A better approach (which I _think_ should be
called 'Schwartzian transform', from the name of
its inventor, but there is anything but consensus
on this group regarding the name, or the priority
of Randall Schwartz' "invention" of this...!):

def richSort(aList, eqv):
    auxList = [ (eqv(x), x) for x in aList ]
    auxList.sort()
    return [ x for (junk, x) in auxList ]


Changing the unit-test at the end of the module to:

if __name__=='__main__':
    for s in m:
        print s, eqv1(s)
    x = richSort(m, eqv1)
    print x

we now have the following test-output when just
running the module:

D:\PySym>python ccc.py
Pg95_100.GIF ('pg', 95, '', '100.gif')
Pg9_100.GIF ('pg', 9, '', '100.gif')
Pg95A_100.gif ('pg', 95, 'a', '100.gif')
Pg9A_100.gif ('pg', 9, 'a', '100.gif')
Pg10_100.gif ('pg', 10, '', '100.gif')
['Pg9_100.GIF', 'Pg9A_100.gif', 'Pg10_100.gif', 'Pg95_100.GIF',
'Pg95A_100.gif']

D:\PySym>

which seems a good match for the required functionality.

Function richSort is not complex.  It build an auxiliary
list, where each item's "sorting-equivalent" is prepended
to the item itself; sorts the auxiliary-lists with its
own sort method, which ('lexicographically'...:-) will
consider the comparison of the 'sorting-equivalents' to
have precedence; extract the results by junking all the
sorting-equivalents previously prepended.  It's much
clearer and more concise to express this in Python, of
course, as above done, than in English, at least my
personal, somewhat verbose idiolect of it:-).
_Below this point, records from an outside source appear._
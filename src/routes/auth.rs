//! Auth Endpoints
//!
//! The only unauthenticated surface: login, registration, the live
//! username check, and the two-step phone-verified password reset.

use axum::{
    extract::{Path, State},
    http::StatusCode,
    Json,
};
use serde::Serialize;

use crate::services::auth as auth_rules;
use crate::types::{
    ForgotPasswordRequest, ForgotPasswordResponse, LoginRequest, LoginResponse, RegisterRequest,
    RegisterResponse, ResetPasswordRequest, ResetPasswordResponse,
};
use crate::{error::ApiError, AppState};

#[derive(Debug, Serialize)]
pub struct CheckUsernameResponse {
    pub exists: bool,
}

/// POST /api/auth/login
///
/// # Response
///
/// ```json
/// {
///   "userId": 1,
///   "username": "alice123",
///   "name": "Alice",
///   "email": "alice@example.com",
///   "token": "eyJhbGci..."
/// }
/// ```
///
/// 401 for unknown username and wrong password alike.
pub async fn login(
    State(state): State<AppState>,
    Json(request): Json<LoginRequest>,
) -> Result<Json<LoginResponse>, ApiError> {
    auth_rules::validate_login(&request)?;

    match state.auth.login(&request).await? {
        Some(response) => Ok(Json(response)),
        None => Err(ApiError::Unauthorized),
    }
}

/// POST /api/auth/register
///
/// 200 with `{success: true}` on creation, 400 with `{success: false}` when
/// the username or email is already taken.
pub async fn register(
    State(state): State<AppState>,
    Json(request): Json<RegisterRequest>,
) -> Result<(StatusCode, Json<RegisterResponse>), ApiError> {
    auth_rules::validate_registration(&request)?;

    let response = state.auth.register(&request).await?;
    let status = if response.success {
        StatusCode::OK
    } else {
        StatusCode::BAD_REQUEST
    };

    Ok((status, Json(response)))
}

/// GET /api/auth/check-username/:username
pub async fn check_username(
    State(state): State<AppState>,
    Path(username): Path<String>,
) -> Result<Json<CheckUsernameResponse>, ApiError> {
    let exists = state.auth.username_exists(&username).await?;
    Ok(Json(CheckUsernameResponse { exists }))
}

/// POST /api/auth/forgot-password
///
/// 200 with a masked phone hint when the account exists, 404 otherwise.
pub async fn forgot_password(
    State(state): State<AppState>,
    Json(request): Json<ForgotPasswordRequest>,
) -> Result<(StatusCode, Json<ForgotPasswordResponse>), ApiError> {
    let response = state.auth.forgot_password(&request.username_or_email).await?;
    let status = if response.success {
        StatusCode::OK
    } else {
        StatusCode::NOT_FOUND
    };

    Ok((status, Json(response)))
}

/// POST /api/auth/reset-password
///
/// 200 on success, 400 when the account is unknown or the phone number
/// does not match.
pub async fn reset_password(
    State(state): State<AppState>,
    Json(request): Json<ResetPasswordRequest>,
) -> Result<(StatusCode, Json<ResetPasswordResponse>), ApiError> {
    let response = state.auth.reset_password(&request).await?;
    let status = if response.success {
        StatusCode::OK
    } else {
        StatusCode::BAD_REQUEST
    };

    Ok((status, Json(response)))
}
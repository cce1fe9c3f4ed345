//! Database Models
//!
//! Row types for the four tables. Currency columns are numeric(18,2) and map
//! to `Decimal`; soft-deletable rows carry an `is_active` flag that every
//! query path filters on.

use chrono::{DateTime, Utc};
use rust_decimal::Decimal;
use sqlx::FromRow;

/// Registered user
#[derive(Debug, Clone, FromRow)]
pub struct User {
    pub id: i32,

    /// Unique, case-sensitive login name
    pub username: String,

    /// Base64-encoded SHA-256 digest of the password
    pub password_hash: String,

    pub email: String,

    /// Used as the verification factor for password reset
    pub phone_number: String,

    pub name: String,

    pub profile_photo_url: Option<String>,

    /// Set when the account is linked to a Google login
    pub google_id: Option<String>,

    pub created_at: DateTime<Utc>,

    pub last_login_at: Option<DateTime<Utc>>,
}

/// A named holding owned by one user
#[derive(Debug, Clone, FromRow)]
pub struct Asset {
    pub id: i32,

    pub user_id: i32,

    pub name: String,

    pub amount: Decimal,

    pub target_amount: Option<Decimal>,

    /// "Invested" | "Liquid" | "Lend" (unconstrained at this layer)
    pub investment_type: String,

    /// "Low" | "Moderate" | "High"
    pub risk_category: String,

    /// Soft-delete flag; inactive rows are invisible to normal reads
    pub is_active: bool,

    pub created_at: DateTime<Utc>,

    pub updated_at: Option<DateTime<Utc>>,
}

/// One monthly savings data point
///
/// (year, month) uniqueness per user is intentionally not enforced; the
/// charts render one point per entry.
#[derive(Debug, Clone, FromRow)]
pub struct MonthlyEntry {
    pub id: i32,

    pub user_id: i32,

    /// Display label, e.g. "Jan 2024"
    pub month_name: String,

    pub amount: Decimal,

    pub year: i32,

    /// 1-12
    pub month: i32,

    pub is_active: bool,

    pub created_at: DateTime<Utc>,

    pub updated_at: Option<DateTime<Utc>>,
}

/// Per-user display preferences (1:1 with users, created lazily)
#[derive(Debug, Clone, FromRow)]
pub struct UserSettings {
    pub id: i32,

    pub user_id: i32,

    /// "Grid" | "Tiles" | "Table"
    pub dashboard_view_type: String,

    /// "Light" | "Dark"
    pub theme: String,

    pub show_amount: bool,

    pub show_percentage: bool,

    pub show_asset_name: bool,

    pub show_investment_type: bool,

    pub show_dashboard_assets: bool,

    pub dashboard_color_scheme: String,

    /// "Rectangle" | "Circle"
    pub button_shape: String,

    pub created_at: DateTime<Utc>,

    pub updated_at: Option<DateTime<Utc>>,
}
If you *had* to do it with comparison-function-argument-
to-sort, it could be, for example:

def richSortAlternate(aList, eqv):
    def compare(a, b, eqv=eqv):
        return cmp(eqv(a), eqv(b))
    aList.sort(compare)
    return aList

and it would operate in-place.  But I would strongly
advise the other approach...!


In any case, developing the 'eqv' data-extraction is
the key step, and also the one depending strongly on
the specific problems you want to solve, while the
ways you apply that function to the sorting tasks are
general-purpose Python patterns/idioms.